Article Text
Abstract
Introduction Thrombolytic therapy using streptokinase has been widely used for acute myocardial infarction to achieve recanalization in infarct related artery. Bleeding into critical organ and space in a known complication. Inflammation of the pericardium in acute myocardial infarction increases the risk of bleeding after administration of thrombolytic agent.
Case Presentation A 68 year old gentleman with history of inferior myocardial infarction in 2014, dyslipidaemia who defaulted antiplatelet presented with severe central chest pain associated with palpitations, dyspnoea and diaphoresis of sudden onset. He denied having fever, chest trauma, anticoagulant use, or failure symptoms. Clinically, he was alert and hemodynamically stable. He saturated well under room air with clear heart sounds and bibasal crepitations. He had no other signs of heart failure. Initial ECG showed ST segment elevation at lead I, aVL and V2-V6 with pathological Q waves at inferior leads. Bedside echocardiography showed impaired left ventricular ejection fraction ~40% with akinetic anterolateral and inferior wall, no pericardial effusion seen. He was treated as acute anterolateral myocardial infarction KILLIP II and was given IVI Streptokinase 1.5mU. Post thrombolysis, his chest pain improved and ECG post thrombolysis showed >50% reduction of ST segment elevation. 22 hours post thrombolysis, he complained of recurrent chest pain, dyspnoea with desaturation episode. Clinically, he was alert, restless with moderate pulse volume and coolish peripheries. He was tachycardic and hypotensive requiring IVI Noradrenaline 1.2mcg/kg/min. Serial ECG and cardiac biomarkers did not show signs of reinfarction. Bedside echo showed global pericardial effusion with collapsed RV and distended IVC. Pericardial tapping done via apical approach aspirated 250cc blood. Post tapping, his heart rate normalise and inotropic support reduced 0.5mcg/kg/min. He developed left haemothorax which required left intrapleural catheter drainage. CT angiography showed no dissection or arterial bleed. He was hemodynamically stable on day two onwards with well expanded lung on day five. Repeated echo showed residual pericardial effusion of 0.7cm with LV clot. He was started on warfarin therapy and discharged well. Coronary angiography revealed triple vessel disease with LAD being the IRA.

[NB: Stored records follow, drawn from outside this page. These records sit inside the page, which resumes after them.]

//! Video container probing and frame decoding for CellShade.
//!
//! The crate shells out to the ffmpeg tool family rather than linking a
//! decoder: `ffprobe` answers the metadata questions (geometry, duration,
//! frame rate, time base) and `ffmpeg` demuxes and decodes the container into
//! a raw RGBA pipe that [`Decoder`] pulls frames from, one blocking read at a
//! time. The caller sees an in-order sequence of [`FrameBuffer`]s and a clean
//! end-of-stream signal; everything about threading inside the decoder is
//! ffmpeg's business.

mod decoder;
mod probe;

pub use decoder::{Decoder, FrameBuffer};
pub use probe::{probe_stream, Rational, StreamInfo};

/// Errors surfaced while probing or decoding a video source.
#[derive(Debug, thiserror::Error)]
pub enum MediaError {
    #[error("failed to launch {tool}: {source}")]
    Launch {
        tool: &'static str,
        source: std::io::Error,
    },

    #[error("ffprobe reported no usable video stream in '{path}'")]
    NoVideoStream { path: String },

    #[error("ffprobe output was not valid JSON: {0}")]
    ProbeParse(#[from] serde_json::Error),

    #[error("video stream reports invalid geometry {width}x{height}")]
    InvalidGeometry { width: u32, height: u32 },

    #[error("stream ended mid-frame: expected {expected} bytes, got {got}")]
    TruncatedFrame { expected: usize, got: usize },

    #[error("video stream contains no frames")]
    EmptyStream,

    #[error(transparent)]
    Io(#[from] std::io::Error),
}
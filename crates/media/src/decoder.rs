//! The ffmpeg-piped frame decoder.

use std::io::{BufRead, BufReader, Read};
use std::path::{Path, PathBuf};
use std::process::{Child, ChildStdout, Command, Stdio};
use std::thread;

use crate::probe::{probe_stream, Rational, StreamInfo};
use crate::MediaError;

const BYTES_PER_PIXEL: usize = 4; // tightly packed RGBA

/// One decoded frame at the stream's native resolution.
///
/// Produced transiently; the caller is expected to upload or consume the
/// pixels immediately, the decoder keeps no history.
pub struct FrameBuffer {
    pub data: Vec<u8>,
    pub width: u32,
    pub height: u32,
}

/// Owns an open container exclusively: the ffmpeg child process plus the
/// stream metadata captured at open time. Dropping the decoder terminates and
/// reaps the child.
pub struct Decoder {
    path: PathBuf,
    info: StreamInfo,
    child: Child,
    stdout: ChildStdout,
    frame_len: usize,
    /// Frame-duration step in time-base ticks.
    position_step: i64,
    /// Position of the most recently produced frame; 0 until the first one.
    position: i64,
    /// Starting position of the current pipe (non-zero after a seek).
    position_base: i64,
    frames_produced: u64,
}

impl Decoder {
    /// Probes `path` and opens a raw RGBA decode pipe positioned at the start.
    pub fn open(path: &Path) -> Result<Self, MediaError> {
        Self::open_at(path, 0.0)
    }

    fn open_at(path: &Path, start_seconds: f64) -> Result<Self, MediaError> {
        let info = probe_stream(path)?;
        let (child, stdout) = spawn_pipe(path, start_seconds)?;
        let frame_len = info.width as usize * info.height as usize * BYTES_PER_PIXEL;
        let position_step = frame_step(info.time_base, info.average_rate_f64());

        tracing::debug!(
            path = %path.display(),
            width = info.width,
            height = info.height,
            fps = info.average_rate_f64(),
            duration = ?info.duration,
            "opened video decode pipe"
        );

        Ok(Self {
            path: path.to_path_buf(),
            info,
            child,
            stdout,
            frame_len,
            position_step,
            position: 0,
            position_base: 0,
            frames_produced: 0,
        })
    }

    /// Video width and height in pixels.
    pub fn geometry(&self) -> (u32, u32) {
        (self.info.width, self.info.height)
    }

    /// Stream duration in seconds; `None` when the container does not say.
    pub fn duration(&self) -> Option<f64> {
        self.info.duration
    }

    /// The average frame rate reduced to a scalar.
    pub fn average_rate(&self) -> f64 {
        self.info.average_rate_f64()
    }

    /// Declared frame count, when the container reports one.
    pub fn frames(&self) -> Option<u64> {
        self.info.frames
    }

    /// Position step for each frame, in time-base ticks.
    pub fn frame_step(&self) -> i64 {
        self.position_step
    }

    /// Presentation position of the most recently produced frame.
    pub fn current_position(&self) -> i64 {
        self.position
    }

    /// Converts a timestamp in seconds into a stream position.
    pub fn time_to_position(&self, seconds: f64) -> i64 {
        seconds_to_position(self.info.time_base, seconds)
    }

    /// Repositions the demultiplexer by reopening the pipe at `position`.
    pub fn seek(&mut self, position: i64) -> Result<(), MediaError> {
        let seconds = position as f64 * self.info.time_base.as_f64();
        let (child, stdout) = spawn_pipe(&self.path, seconds)?;
        terminate(&mut self.child);
        self.child = child;
        self.stdout = stdout;
        self.position = position;
        self.position_base = position;
        self.frames_produced = 0;
        Ok(())
    }

    /// Pulls the next frame in presentation order, blocking until it has been
    /// decoded. Returns `Ok(None)` on a clean end of stream; a short read in
    /// the middle of a frame is a decode error, not an exhaustion signal.
    pub fn next_frame(&mut self) -> Result<Option<FrameBuffer>, MediaError> {
        let mut data = vec![0u8; self.frame_len];
        let mut filled = 0;
        while filled < self.frame_len {
            match self.stdout.read(&mut data[filled..]) {
                Ok(0) if filled == 0 => return Ok(None),
                Ok(0) => {
                    return Err(MediaError::TruncatedFrame {
                        expected: self.frame_len,
                        got: filled,
                    })
                }
                Ok(read) => filled += read,
                Err(err) if err.kind() == std::io::ErrorKind::Interrupted => continue,
                Err(err) => return Err(err.into()),
            }
        }

        self.position = self.position_base + self.frames_produced as i64 * self.position_step;
        self.frames_produced += 1;

        Ok(Some(FrameBuffer {
            data,
            width: self.info.width,
            height: self.info.height,
        }))
    }
}

impl Drop for Decoder {
    fn drop(&mut self) {
        terminate(&mut self.child);
    }
}

fn terminate(child: &mut Child) {
    let _ = child.kill();
    let _ = child.wait();
}

fn spawn_pipe(path: &Path, start_seconds: f64) -> Result<(Child, ChildStdout), MediaError> {
    let mut command = Command::new("ffmpeg");
    command.args(["-v", "error", "-nostdin"]);
    if start_seconds > 0.0 {
        command.args(["-ss", &format!("{start_seconds}")]);
    }
    command
        .arg("-i")
        .arg(path)
        .args(["-f", "rawvideo", "-pix_fmt", "rgba", "-"])
        .stdin(Stdio::null())
        .stdout(Stdio::piped())
        .stderr(Stdio::piped());

    let mut child = command.spawn().map_err(|source| MediaError::Launch {
        tool: "ffmpeg",
        source,
    })?;
    let stdout = child.stdout.take().expect("piped stdout");
    if let Some(stderr) = child.stderr.take() {
        forward_stderr(stderr);
    }
    Ok((child, stdout))
}

/// Drains ffmpeg's stderr on a helper thread so diagnostics land in our logs
/// and the child never blocks on a full pipe.
fn forward_stderr(stderr: std::process::ChildStderr) {
    thread::Builder::new()
        .name("ffmpeg-stderr".into())
        .spawn(move || {
            for line in BufReader::new(stderr).lines().map_while(Result::ok) {
                tracing::warn!(target: "media::ffmpeg", "{line}");
            }
        })
        .ok();
}

fn frame_step(time_base: Rational, fps: f64) -> i64 {
    if fps <= 0.0 || time_base.num == 0 {
        return 1;
    }
    let ticks_per_second = time_base.den as f64 / time_base.num as f64;
    (ticks_per_second / fps).round().max(1.0) as i64
}

fn seconds_to_position(time_base: Rational, seconds: f64) -> i64 {
    if time_base.num == 0 {
        return 0;
    }
    (seconds * time_base.den as f64 / time_base.num as f64).round() as i64
}

#[cfg(test)]
mod tests {
    use super::*;

    #[test]
    fn frame_step_matches_time_base_and_rate() {
        // 25 fps in a 1/12800 time base: 512 ticks per frame.
        assert_eq!(frame_step(Rational::new(1, 12800), 25.0), 512);
        // NTSC rate rounds to the nearest tick.
        assert_eq!(frame_step(Rational::new(1, 30000), 30000.0 / 1001.0), 1001);
    }

    #[test]
    fn frame_step_degrades_to_unit_for_bad_metadata() {
        assert_eq!(frame_step(Rational::new(1, 12800), 0.0), 1);
        assert_eq!(frame_step(Rational::new(0, 1), 25.0), 1);
    }

    #[test]
    fn converts_seconds_to_stream_ticks() {
        assert_eq!(seconds_to_position(Rational::new(1, 12800), 2.0), 25600);
        assert_eq!(seconds_to_position(Rational::new(1, 1000), 0.5), 500);
        assert_eq!(seconds_to_position(Rational::new(0, 1), 3.0), 0);
    }
}
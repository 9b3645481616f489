//! GLSL compilation and uniform-block reflection.
//!
//! Fragment shaders are plain GLSL 450 files. Before handing a shader to the
//! GPU we parse it with naga ourselves: the parse doubles as the compile
//! check (bad GLSL fails here with a real diagnostic instead of deep inside
//! pipeline creation) and yields the std140 layout of the shader's parameter
//! block, which drives the name-routed uniform pushes.

use std::borrow::Cow;

use anyhow::{anyhow, Result};
use wgpu::naga::front::glsl::{Frontend, Options};
use wgpu::naga::{AddressSpace, ShaderStage, TypeInner};

use crate::catalog::VertexStage;
use crate::gpu::uniforms::UniformField;

/// Layout facts reflected from a fragment shader.
pub(crate) struct FragmentReflection {
    /// Members of the parameter block at group 0 binding 0, if declared.
    pub params: Vec<UniformField>,
    /// Declared size of that block in bytes; 0 when absent.
    pub params_block_size: u32,
    /// Declared size of the seed block at group 1 binding 0, if declared.
    pub seed_block_size: Option<u64>,
}

pub(crate) fn compile_vertex_shader(
    device: &wgpu::Device,
    stage: VertexStage,
) -> wgpu::ShaderModule {
    let (label, source) = match stage {
        VertexStage::Standard => ("fullscreen triangle vertex", FULLSCREEN_VERTEX_GLSL),
        VertexStage::Instanced => ("instanced cell vertex", INSTANCED_VERTEX_GLSL),
    };
    device.create_shader_module(wgpu::ShaderModuleDescriptor {
        label: Some(label),
        source: wgpu::ShaderSource::Glsl {
            shader: Cow::Borrowed(source),
            stage: ShaderStage::Vertex,
            defines: &[],
        },
    })
}

pub(crate) fn compile_fragment_shader(
    device: &wgpu::Device,
    source: &str,
) -> wgpu::ShaderModule {
    device.create_shader_module(wgpu::ShaderModuleDescriptor {
        label: Some("effect fragment"),
        source: wgpu::ShaderSource::Glsl {
            shader: Cow::Owned(source.to_owned()),
            stage: ShaderStage::Fragment,
            defines: &[],
        },
    })
}

/// Parses `source` as a GLSL fragment shader and extracts its uniform-block
/// layouts. Parse failures are compile failures and abort startup.
pub(crate) fn reflect_fragment(source: &str) -> Result<FragmentReflection> {
    let mut frontend = Frontend::default();
    let module = frontend
        .parse(&Options::from(ShaderStage::Fragment), source)
        .map_err(|errors| anyhow!("fragment shader failed to parse: {errors:?}"))?;

    let mut params = Vec::new();
    let mut params_block_size = 0u32;
    let mut seed_block_size = None;

    let gctx = module.to_ctx();
    for (_, var) in module.global_variables.iter() {
        if var.space != AddressSpace::Uniform {
            continue;
        }
        let Some(binding) = &var.binding else { continue };
        let ty = &module.types[var.ty];

        match (binding.group, binding.binding) {
            (0, 0) => {
                if let TypeInner::Struct { members, span } = &ty.inner {
                    params_block_size = *span;
                    for member in members {
                        let Some(name) = &member.name else { continue };
                        params.push(UniformField {
                            name: name.clone(),
                            offset: member.offset,
                            size: module.types[member.ty].inner.size(gctx),
                        });
                    }
                }
            }
            (1, 0) => {
                seed_block_size = Some(u64::from(ty.inner.size(gctx)));
            }
            _ => {}
        }
    }

    Ok(FragmentReflection {
        params,
        params_block_size,
        seed_block_size,
    })
}

/// Covers the viewport with a single oversized triangle; UVs put the texture
/// origin at the top left to match decoded image and video rows.
const FULLSCREEN_VERTEX_GLSL: &str = r"#version 450
layout(location = 0) out vec2 v_uv;

const vec2 positions[3] = vec2[3](
    vec2(-1.0, -3.0),
    vec2(3.0, 1.0),
    vec2(-1.0, 1.0)
);

void main() {
    uint vertex_index = uint(gl_VertexIndex);
    vec2 pos = positions[vertex_index];
    v_uv = vec2(pos.x * 0.5 + 0.5, 0.5 - pos.y * 0.5);
    gl_Position = vec4(pos, 0.0, 1.0);
}
";

/// One quad per seed, centered on the per-instance seed position with a
/// half-extent of `r` in UV units. The parameter block must match the
/// declaration in `voronoi_instanced.frag`.
const INSTANCED_VERTEX_GLSL: &str = r"#version 450
layout(location = 0) in vec2 in_seed;
layout(location = 0) out vec2 v_uv;
layout(location = 1) out vec2 v_seed;

layout(std140, set = 0, binding = 0) uniform EffectParams {
    float inv_tex_width;
    float inv_tex_height;
    float tex_width;
    float tex_height;
    float tex_size;
    float r;
} params;

const vec2 corners[6] = vec2[6](
    vec2(-1.0, -1.0),
    vec2(1.0, -1.0),
    vec2(1.0, 1.0),
    vec2(-1.0, -1.0),
    vec2(1.0, 1.0),
    vec2(-1.0, 1.0)
);

void main() {
    uint vertex_index = uint(gl_VertexIndex);
    vec2 uv = in_seed + corners[vertex_index] * params.r;
    v_uv = uv;
    v_seed = in_seed;
    gl_Position = vec4(uv.x * 2.0 - 1.0, 1.0 - uv.y * 2.0, 0.0, 1.0);
}
";

#[cfg(test)]
mod tests {
    use super::*;

    #[test]
    fn reflects_std140_member_offsets() {
        let reflection = reflect_fragment(
            r"#version 450
            layout(location = 0) in vec2 v_uv;
            layout(location = 0) out vec4 out_color;
            layout(std140, set = 0, binding = 0) uniform EffectParams {
                float inv_tex_width;
                vec2 scale;
                int kernel_size;
            } params;
            void main() {
                out_color = vec4(params.scale * params.inv_tex_width, float(params.kernel_size), 1.0);
            }",
        )
        .unwrap();

        let offsets: Vec<(&str, u32)> = reflection
            .params
            .iter()
            .map(|field| (field.name.as_str(), field.offset))
            .collect();
        assert_eq!(
            offsets,
            vec![("inv_tex_width", 0), ("scale", 8), ("kernel_size", 16)]
        );
        assert!(reflection.params_block_size >= 20);
        assert_eq!(reflection.seed_block_size, None);
    }

    #[test]
    fn reflects_seed_block_span() {
        let reflection = reflect_fragment(
            r"#version 450
            layout(location = 0) in vec2 v_uv;
            layout(location = 0) out vec4 out_color;
            layout(std140, set = 1, binding = 0) uniform SeedBlock {
                vec2 seeds[4000];
            } seed_block;
            void main() {
                out_color = vec4(seed_block.seeds[0], 0.0, 1.0);
            }",
        )
        .unwrap();

        // std140 gives vec2 array elements a 16-byte stride.
        assert_eq!(reflection.seed_block_size, Some(64_000));
        assert!(reflection.params.is_empty());
    }

    #[test]
    fn shaders_without_a_parameter_block_reflect_empty() {
        let reflection = reflect_fragment(
            r"#version 450
            layout(location = 0) in vec2 v_uv;
            layout(location = 0) out vec4 out_color;
            void main() {
                out_color = vec4(v_uv, 0.0, 1.0);
            }",
        )
        .unwrap();
        assert!(reflection.params.is_empty());
        assert_eq!(reflection.params_block_size, 0);
    }

    #[test]
    fn parse_errors_are_compile_errors() {
        assert!(reflect_fragment("#version 450\nvoid main( {").is_err());
    }
}
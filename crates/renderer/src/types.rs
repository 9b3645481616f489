use std::path::PathBuf;

use media::MediaError;

/// What the viewer shows: a still image or a looping video stream.
#[derive(Debug, Clone)]
pub enum ViewerSource {
    Image(PathBuf),
    Video(PathBuf),
}

/// Everything the windowed renderer needs to come up.
#[derive(Debug, Clone)]
pub struct ViewerConfig {
    pub source: ViewerSource,
    /// Fragment shader implementing the effect; its file stem selects the
    /// resource profile from the effect catalog.
    pub fragment: PathBuf,
    /// Initial Kuwahara kernel size, clamped into the controller's range.
    pub kernel_size: i32,
    /// Window surface size in physical pixels.
    pub surface_size: (u32, u32),
    /// Redraw rate cap; uncapped when `None`.
    pub target_fps: Option<f32>,
    pub window_title: String,
}

/// Per-frame failures the event loop has to tell apart: surface losses are
/// recoverable by reconfiguring, decode failures are not.
#[derive(Debug, thiserror::Error)]
pub(crate) enum RenderError {
    #[error(transparent)]
    Surface(#[from] wgpu::SurfaceError),
    #[error(transparent)]
    Media(#[from] MediaError),
}
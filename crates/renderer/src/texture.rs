//! Source-image probing and the derived texture metadata.

use std::path::Path;

use anyhow::{ensure, Context, Result};

/// Scale applied to the diagonal texel size to get the instanced cell radius.
const CELL_RADIUS_SCALE: f32 = 50.0;

/// Dimensions of the source texture plus the derived values the effect
/// shaders consume.
#[derive(Debug, Clone, Copy, PartialEq)]
pub struct TextureMetadata {
    pub width: u32,
    pub height: u32,
    pub pixel_count: u64,
    pub inverse_width: f32,
    pub inverse_height: f32,
}

impl TextureMetadata {
    pub fn new(width: u32, height: u32) -> Result<Self> {
        ensure!(
            width > 0 && height > 0,
            "texture has degenerate geometry {width}x{height}"
        );
        Ok(Self {
            width,
            height,
            pixel_count: u64::from(width) * u64::from(height),
            inverse_width: 1.0 / width as f32,
            inverse_height: 1.0 / height as f32,
        })
    }

    /// Radius, in UV units, of the quad drawn around each instanced seed.
    pub fn instancing_radius(&self) -> f32 {
        let diagonal = (self.inverse_width * self.inverse_width
            + self.inverse_height * self.inverse_height)
            .sqrt();
        diagonal * CELL_RADIUS_SCALE
    }
}

/// A decoded source image, converted to RGBA for upload.
pub struct ProbedImage {
    pub pixels: Vec<u8>,
    pub metadata: TextureMetadata,
}

/// Decodes the image at `path` and derives its metadata.
pub fn probe_image(path: &Path) -> Result<ProbedImage> {
    let decoded = image::open(path)
        .with_context(|| format!("failed to open image at {}", path.display()))?;
    let rgba = decoded.into_rgba8();
    let (width, height) = rgba.dimensions();
    let metadata = TextureMetadata::new(width, height)?;
    tracing::debug!(
        path = %path.display(),
        width,
        height,
        pixel_count = metadata.pixel_count,
        "probed source image"
    );
    Ok(ProbedImage {
        pixels: rgba.into_raw(),
        metadata,
    })
}

/// Reads only the image header to report dimensions, without decoding or
/// retaining pixel data.
pub fn probe_dimensions(path: &Path) -> Result<(u32, u32)> {
    image::image_dimensions(path)
        .with_context(|| format!("failed to read image header at {}", path.display()))
}

#[cfg(test)]
mod tests {
    use super::*;

    #[test]
    fn metadata_derives_from_geometry() {
        let metadata = TextureMetadata::new(512, 256).unwrap();
        assert_eq!(metadata.width, 512);
        assert_eq!(metadata.height, 256);
        assert_eq!(metadata.pixel_count, 131_072);
        assert_eq!(metadata.inverse_width, 1.0 / 512.0);
        assert_eq!(metadata.inverse_height, 1.0 / 256.0);
    }

    #[test]
    fn rejects_degenerate_geometry() {
        assert!(TextureMetadata::new(0, 256).is_err());
        assert!(TextureMetadata::new(512, 0).is_err());
    }

    #[test]
    fn instancing_radius_tracks_texel_diagonal() {
        let square = TextureMetadata::new(100, 100).unwrap();
        let expected = (2.0f32 / (100.0 * 100.0)).sqrt() * 50.0;
        assert!((square.instancing_radius() - expected).abs() < 1e-6);
    }
}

Discussion Pericardial effusion is commonly seen in myocardial infarction and are generally asymptomatic. Expansion of effusion is self-limiting and no specific therapy is needed. Progressive accumulation of fluid within pericardial space will impede diastolic filling of the ventricle which causes tamponade.
Conclusion Hemopericardium in a rare yet major haemorrhagic and potentially fatal complication post thrombolysis. Unexplained hemodynamic instability post thrombolysis following large territory myocardial infarction warrants urgent echocardiography to exclude treatable condition. Timely bedside needle pericardiocentesis followed by drainage will render favourable outcome.